Avec parfois jusqu'à 35 enfants de maternelle par classe, sans compter le manque d'accompagnants d'élèves en situation de handicap (AESH) pour les neuf enfants de l'école. "Le système est en train de craquer, l'école publique est en train de perdre pied", estime-t-elle.
Un poste sur cinq vacant dans le second degré
La pénurie se profile également dans le second degré où 1793 postes restent vacants sur les quelque 9968 offerts aux concours de l'enseignement public. Soit près d'un poste sur cinq proposés aux concours.
Pour effectuer ce décompte, BFMTV.com a additionné les admis au concours externe du Capes - le principal - mais aussi au troisième concours, au concours externe avec affectation locale à Mayotte, à l'agrégation, l'agrégation spéciale réservée aux doctorants, le Capet pour enseigner en lycée technologique, le Capeps pour l'éducation physique et le CAPLP pour enseigner en lycée professionnel. Ce qui représente près d'un poste sur cinq non pourvu aux concours.
Certaines disciplines sont particulièrement touchées, comme la physique-chimie. Moins de deux tiers des postes sont couverts à l'issue des concours. Car sur les 450 postes proposés au Capes (externe et troisième concours), comme l'indiquent les données du ministère de l'Éducation nationale, seuls 293 candidats et candidates ont été admis.
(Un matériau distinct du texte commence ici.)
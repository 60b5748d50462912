use crate::filter::halves_repeat;

/// Output shorter than this is too short to loop meaningfully.
const MIN_CHECKED_CHARS: usize = 50;
const WINDOW_WORDS: usize = 4;
const MAX_WINDOW_REPEATS: usize = 3;

/// Detects decoding loops in model output.
pub fn is_hallucinated(text: &str) -> bool {
    if text.chars().count() <= MIN_CHECKED_CHARS {
        return false;
    }
    halves_repeat(text) || has_repeating_window(text)
}

fn has_repeating_window(text: &str) -> bool {
    let words = text.split_whitespace().collect::<Vec<_>>();
    if words.len() < WINDOW_WORDS {
        return false;
    }
    let normalized = words.join(" ");
    words.windows(WINDOW_WORDS).any(|window| {
        let needle = window.join(" ");
        normalized.matches(needle.as_str()).count() >= MAX_WINDOW_REPEATS
    })
}
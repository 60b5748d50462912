use anyhow::{Context, Result, anyhow};
use image::GenericImageView;
use std::io::Write;
use std::process::Command;
use tracing::{debug, warn};

use crate::geometry::Size;
use crate::translate::normalize_lang_tag;

use super::parse::parse_tsv;
use super::preprocess::prepare_for_ocr;
use super::{ImageSource, RecognitionResult, RecognizeFuture, Recognizer};

/// Page segmentation mode 11: sparse text, no orientation detection.
pub const SPARSE_TEXT_PSM: u32 = 11;

const FALLBACK_OCR_LANGUAGES: &str = "eng";

#[derive(Debug, Clone)]
pub struct TesseractRecognizer {
    languages: Option<String>,
    psm: u32,
    client: reqwest::Client,
}

impl Default for TesseractRecognizer {
    fn default() -> Self {
        Self::new()
    }
}

impl TesseractRecognizer {
    pub fn new() -> Self {
        Self {
            languages: None,
            psm: SPARSE_TEXT_PSM,
            client: reqwest::Client::new(),
        }
    }

    /// Fixed traineddata list; overrides the per-request language hint.
    pub fn with_languages(mut self, languages: Option<String>) -> Self {
        self.languages = languages.filter(|value| !value.trim().is_empty());
        self
    }

    pub fn with_psm(mut self, psm: u32) -> Self {
        self.psm = psm;
        self
    }
}

impl Recognizer for TesseractRecognizer {
    fn recognize<'a>(
        &'a self,
        source: &'a ImageSource,
        language_hint: &'a str,
    ) -> RecognizeFuture<'a> {
        Box::pin(async move {
            let bytes = match source {
                ImageSource::Bytes(bytes) => bytes.clone(),
                ImageSource::Url(url) => download(&self.client, url).await?,
            };
            let languages = resolve_ocr_languages(self.languages.as_deref(), language_hint);
            let psm = self.psm;
            tokio::task::spawn_blocking(move || recognize_blocking(&bytes, &languages, psm))
                .await
                .with_context(|| "tesseract task failed")?
        })
    }
}

async fn download(client: &reqwest::Client, url: &str) -> Result<Vec<u8>> {
    let response = client
        .get(url)
        .send()
        .await
        .with_context(|| format!("failed to download image: {}", url))?;
    let status = response.status();
    if !status.is_success() {
        return Err(anyhow!("image download failed ({}): {}", status, url));
    }
    Ok(response.bytes().await?.to_vec())
}

fn recognize_blocking(bytes: &[u8], languages: &str, psm: u32) -> Result<RecognitionResult> {
    let image = image::load_from_memory(bytes).with_context(|| "failed to decode image for OCR")?;
    let (width, height) = image.dimensions();
    let languages = normalize_ocr_languages(languages)?;

    let mut tmp = tempfile::Builder::new()
        .suffix(".png")
        .tempfile()
        .with_context(|| "failed to create temp file for OCR")?;
    prepare_for_ocr(image)
        .write_to(&mut tmp, image::ImageFormat::Png)
        .with_context(|| "failed to write temp image for OCR")?;
    tmp.flush().ok();

    let tsv = run_tesseract_tsv(tmp.path(), &languages, psm)?;
    let result = parse_tsv(&tsv, Some(Size::new(width as f32, height as f32)))?;
    debug!(
        "tesseract recognized {} chars at confidence {:.1}",
        result.text.chars().count(),
        result.confidence
    );
    Ok(result)
}

/// Maps a page language tag to the tesseract traineddata to load.
pub fn ocr_languages_for(tag: &str) -> Option<&'static str> {
    match normalize_lang_tag(tag).as_str() {
        "ja" => Some("jpn+jpn_vert"),
        "zh" => Some("chi_sim+chi_tra"),
        "ko" => Some("kor"),
        "en" => Some("eng"),
        "fr" => Some("fra"),
        "de" => Some("deu"),
        "es" => Some("spa"),
        _ => None,
    }
}

/// Configured languages win; otherwise the hint picks them, then English.
pub fn resolve_ocr_languages(configured: Option<&str>, language_hint: &str) -> String {
    configured
        .map(str::trim)
        .filter(|value| !value.is_empty())
        .or_else(|| ocr_languages_for(language_hint))
        .unwrap_or(FALLBACK_OCR_LANGUAGES)
        .to_string()
}

pub fn list_tesseract_languages() -> Result<Vec<String>> {
    let output = Command::new("tesseract")
        .arg("--list-langs")
        .output()
        .with_context(|| "failed to run tesseract --list-langs")?;
    if !output.status.success() {
        let stderr = String::from_utf8_lossy(&output.stderr);
        return Err(anyhow!("tesseract --list-langs failed: {}", stderr.trim()));
    }
    let stdout = String::from_utf8_lossy(&output.stdout);
    Ok(stdout
        .lines()
        .skip(1)
        .map(str::trim)
        .filter(|value| !value.is_empty())
        .map(str::to_string)
        .collect())
}

fn normalize_ocr_languages(requested: &str) -> Result<String> {
    let trimmed = requested.trim();
    if trimmed.is_empty() {
        return Err(anyhow!("ocr languages is empty"));
    }

    let available = match list_tesseract_languages() {
        Ok(list) => list,
        Err(_) => return Ok(trimmed.to_string()),
    };

    let (chosen, missing): (Vec<&str>, Vec<&str>) = trimmed
        .split(['+', ',', ' '])
        .map(str::trim)
        .filter(|lang| !lang.is_empty())
        .partition(|lang| available.iter().any(|value| value == lang));

    if chosen.is_empty() {
        return Err(anyhow!(
            "ocr language(s) not available: {} (available: {})",
            missing.join(", "),
            available.join(", ")
        ));
    }
    if !missing.is_empty() {
        warn!(
            "ocr language(s) not available: {} (available: {})",
            missing.join(", "),
            available.join(", ")
        );
    }

    Ok(chosen.join("+"))
}

fn run_tesseract_tsv(path: &std::path::Path, languages: &str, psm: u32) -> Result<String> {
    let output = Command::new("tesseract")
        .arg(path)
        .arg("stdout")
        .arg("-l")
        .arg(languages)
        .arg("--oem")
        .arg("1")
        .arg("--psm")
        .arg(psm.to_string())
        .arg("tsv")
        .output()
        .with_context(|| "failed to run tesseract (is it installed?)")?;

    if !output.status.success() {
        let stderr = String::from_utf8_lossy(&output.stderr);
        return Err(anyhow!("tesseract failed: {}", stderr.trim()));
    }
    Ok(String::from_utf8_lossy(&output.stdout).to_string())
}

#[cfg(test)]
mod tests {
    use super::*;

    #[test]
    fn maps_page_languages_to_traineddata() {
        assert_eq!(ocr_languages_for("ja"), Some("jpn+jpn_vert"));
        assert_eq!(ocr_languages_for("jpn"), Some("jpn+jpn_vert"));
        assert_eq!(ocr_languages_for("zh-Hant"), Some("chi_sim+chi_tra"));
        assert_eq!(ocr_languages_for("auto"), None);
    }

    #[test]
    fn configured_languages_override_the_hint() {
        assert_eq!(
            resolve_ocr_languages(Some("jpn+jpn_vert+eng"), "jpn"),
            "jpn+jpn_vert+eng"
        );
        assert_eq!(resolve_ocr_languages(Some("  "), "jpn"), "jpn+jpn_vert");
        assert_eq!(resolve_ocr_languages(None, "ko"), "kor");
        assert_eq!(resolve_ocr_languages(None, "auto"), "eng");
        let recognizer = TesseractRecognizer::new().with_languages(Some(String::new()));
        assert_eq!(recognizer.languages, None);
    }
}
use anyhow::anyhow;
use std::sync::Arc;
use std::sync::atomic::{AtomicUsize, Ordering};
use std::time::Duration;

use overlay_translator_rust::delivery::{
    Ack, Deliverer, DeliveryConfig, PageAgent, RequestHandler, TabBus, TabId, TranslateRequest,
};
use overlay_translator_rust::geometry::{Rect, Size};
use overlay_translator_rust::overlay::IntervalFrameClock;
use overlay_translator_rust::page::headless::{RecordingHost, StaticImage, StaticPage};
use overlay_translator_rust::page::{ImageOutcome, PageImage, PageProcessor, ProcessorConfig};
use overlay_translator_rust::recognition::{
    BBox, ImageSource, RawRegion, RecognitionResult, RecognizeFuture, Recognizer, Tier,
};
use overlay_translator_rust::translate::{
    LanguagePair, LoadFuture, LocalModelCache, LocalModelLoader, ModelKey, NoLocalModel,
    Orchestrator, TextTranslator, TranslateFuture, TranslationOutcome,
};
use overlay_translator_rust::{DebugLog, LogLevel};

struct OneBlock;

impl Recognizer for OneBlock {
    fn recognize<'a>(&'a self, _source: &'a ImageSource, _hint: &'a str) -> RecognizeFuture<'a> {
        Box::pin(async move {
            Ok(
                RecognitionResult::new("こんにちは", 92.0, Some(Size::new(500.0, 500.0)))
                    .with_tier(
                        Tier::Block,
                        vec![RawRegion {
                            bbox: Some(BBox {
                                x0: 10.0,
                                y0: 10.0,
                                x1: 110.0,
                                y1: 60.0,
                            }),
                            text: "こんにちは".to_string(),
                            confidence: 92.0,
                            tier: Tier::Block,
                        }],
                    ),
            )
        })
    }
}

struct Fixed(Result<String, String>);

impl TextTranslator for Fixed {
    fn name(&self) -> &str {
        "fixed"
    }

    fn translate<'a>(&'a self, _text: &'a str, _pair: &'a LanguagePair) -> TranslateFuture<'a> {
        Box::pin(async move {
            match &self.0 {
                Ok(text) => Ok(TranslationOutcome::Translated(text.clone())),
                Err(message) => Err(anyhow!("{}", message)),
            }
        })
    }
}

struct HelloModel {
    loads: AtomicUsize,
}

impl LocalModelLoader for HelloModel {
    fn load<'a>(&'a self, _key: &'a ModelKey, _fresh: bool) -> LoadFuture<'a> {
        Box::pin(async move {
            self.loads.fetch_add(1, Ordering::SeqCst);
            Ok(Arc::new(Fixed(Ok("Hello".to_string()))) as Arc<dyn TextTranslator>)
        })
    }
}

struct Setup {
    bus: Arc<TabBus>,
    agent: Arc<PageAgent>,
    host: RecordingHost,
    image: Arc<StaticImage>,
    log: DebugLog,
}

fn setup(remote: Fixed, loader: Arc<dyn LocalModelLoader>) -> Setup {
    let log = DebugLog::new();
    let host = RecordingHost::new();
    let image = Arc::new(StaticImage::new(
        "https://example.com/comic.png",
        0,
        Size::new(500.0, 500.0),
    ));
    image.set_rect(Rect::new(40.0, 80.0, 250.0, 250.0));
    let page = Arc::new(StaticPage::new(vec![image.clone()]));

    let orchestrator = Orchestrator::new(
        Some(Arc::new(remote) as Arc<dyn TextTranslator>),
        LocalModelCache::new(loader),
        log.clone(),
    );
    let processor = Arc::new(PageProcessor::new(
        Arc::new(OneBlock),
        Arc::new(orchestrator),
        Arc::new(host.clone()),
        Arc::new(IntervalFrameClock::new(Duration::from_millis(1))),
        ProcessorConfig::default(),
        log.clone(),
    ));
    let agent = Arc::new(PageAgent::new(processor, page));
    let bus = {
        let agent = agent.clone();
        Arc::new(TabBus::new(move |_tab| agent.clone() as Arc<dyn RequestHandler>))
    };
    bus.open_tab(TabId(3), true);
    Setup {
        bus,
        agent,
        host,
        image,
        log,
    }
}

async fn deliver(setup: &Setup) -> Ack {
    let deliverer = Deliverer::new(
        setup.bus.clone(),
        DeliveryConfig {
            max_attempts: 3,
            inject_delay: Duration::from_millis(5),
        },
        setup.log.clone(),
    );
    deliverer
        .deliver(&TabId(3), &TranslateRequest::translate_page("ja", "en"))
        .await
        .unwrap()
}

#[tokio::test]
async fn request_reaches_a_fresh_tab_and_renders_the_translation() {
    let setup = setup(Fixed(Ok("Hello".to_string())), Arc::new(NoLocalModel));
    let ack = deliver(&setup).await;
    assert_eq!(ack, Ack::started());
    assert_eq!(setup.bus.injections(), 1);

    let sends = setup
        .log
        .entries()
        .into_iter()
        .filter(|entry| entry.message.starts_with("sending"))
        .count();
    assert_eq!(sends, 2);

    let reports = setup.agent.wait_idle().await;
    assert_eq!(reports.len(), 1);
    assert_eq!(
        reports[0].outcomes[0].1,
        ImageOutcome::Rendered { boxes: 1 }
    );

    let surface = setup.host.live_surface_for(setup.image.id()).unwrap();
    assert_eq!(surface.rect, Rect::new(40.0, 80.0, 250.0, 250.0));
    assert_eq!(surface.boxes.len(), 1);
    assert_eq!(surface.boxes[0].text, "Hello");
    assert_eq!(surface.boxes[0].rect, Rect::new(2.0, 2.0, 56.0, 31.0));
}

#[tokio::test]
async fn offline_remote_falls_back_to_the_local_model() {
    let loader = Arc::new(HelloModel {
        loads: AtomicUsize::new(0),
    });
    let setup = setup(Fixed(Err("network is unreachable".to_string())), loader.clone());
    deliver(&setup).await;
    setup.agent.wait_idle().await;

    let surface = setup.host.live_surface_for(setup.image.id()).unwrap();
    assert_eq!(surface.boxes[0].text, "Hello");
    assert_eq!(surface.boxes[0].rect, Rect::new(2.0, 2.0, 56.0, 31.0));
    assert_eq!(loader.loads.load(Ordering::SeqCst), 1);

    let warnings = setup.log.entries_at(LogLevel::Warn);
    assert!(
        warnings
            .iter()
            .any(|entry| entry.message.contains("network is unreachable"))
    );
}

#[tokio::test]
async fn a_second_request_does_not_duplicate_boxes() {
    let setup = setup(Fixed(Ok("Hello".to_string())), Arc::new(NoLocalModel));
    deliver(&setup).await;
    deliver(&setup).await;
    setup.agent.wait_idle().await;
    assert_eq!(setup.bus.injections(), 1);
    assert_eq!(setup.host.snapshots().len(), 1);
    assert_eq!(setup.host.snapshots()[0].boxes.len(), 1);
}

#[test]
fn wire_messages_snapshot() {
    insta::assert_json_snapshot!(TranslateRequest::translate_page("ja", "en"), @r#"
    {
      "action": "TRANSLATE_PAGE",
      "source": "ja",
      "target": "en"
    }
    "#);
    insta::assert_json_snapshot!(Ack::started(), @r#"
    {
      "status": "started"
    }
    "#);
}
En mathématiques, alors que 1226 postes étaient ouverts (aux concours externe, troisième concours et concours externe du Capes avec affectation locale à Mayotte), quelque 923 candidats et candidates ont été admis. Ce qui signifique que dans cette discipline, c'est un quart des postes qui n'ont pas été couverts aux concours du Capes Pas mieux en lettres classiques: 90 postes, 57 admis. Ou en lettres modernes: 763 postes, 640 admis.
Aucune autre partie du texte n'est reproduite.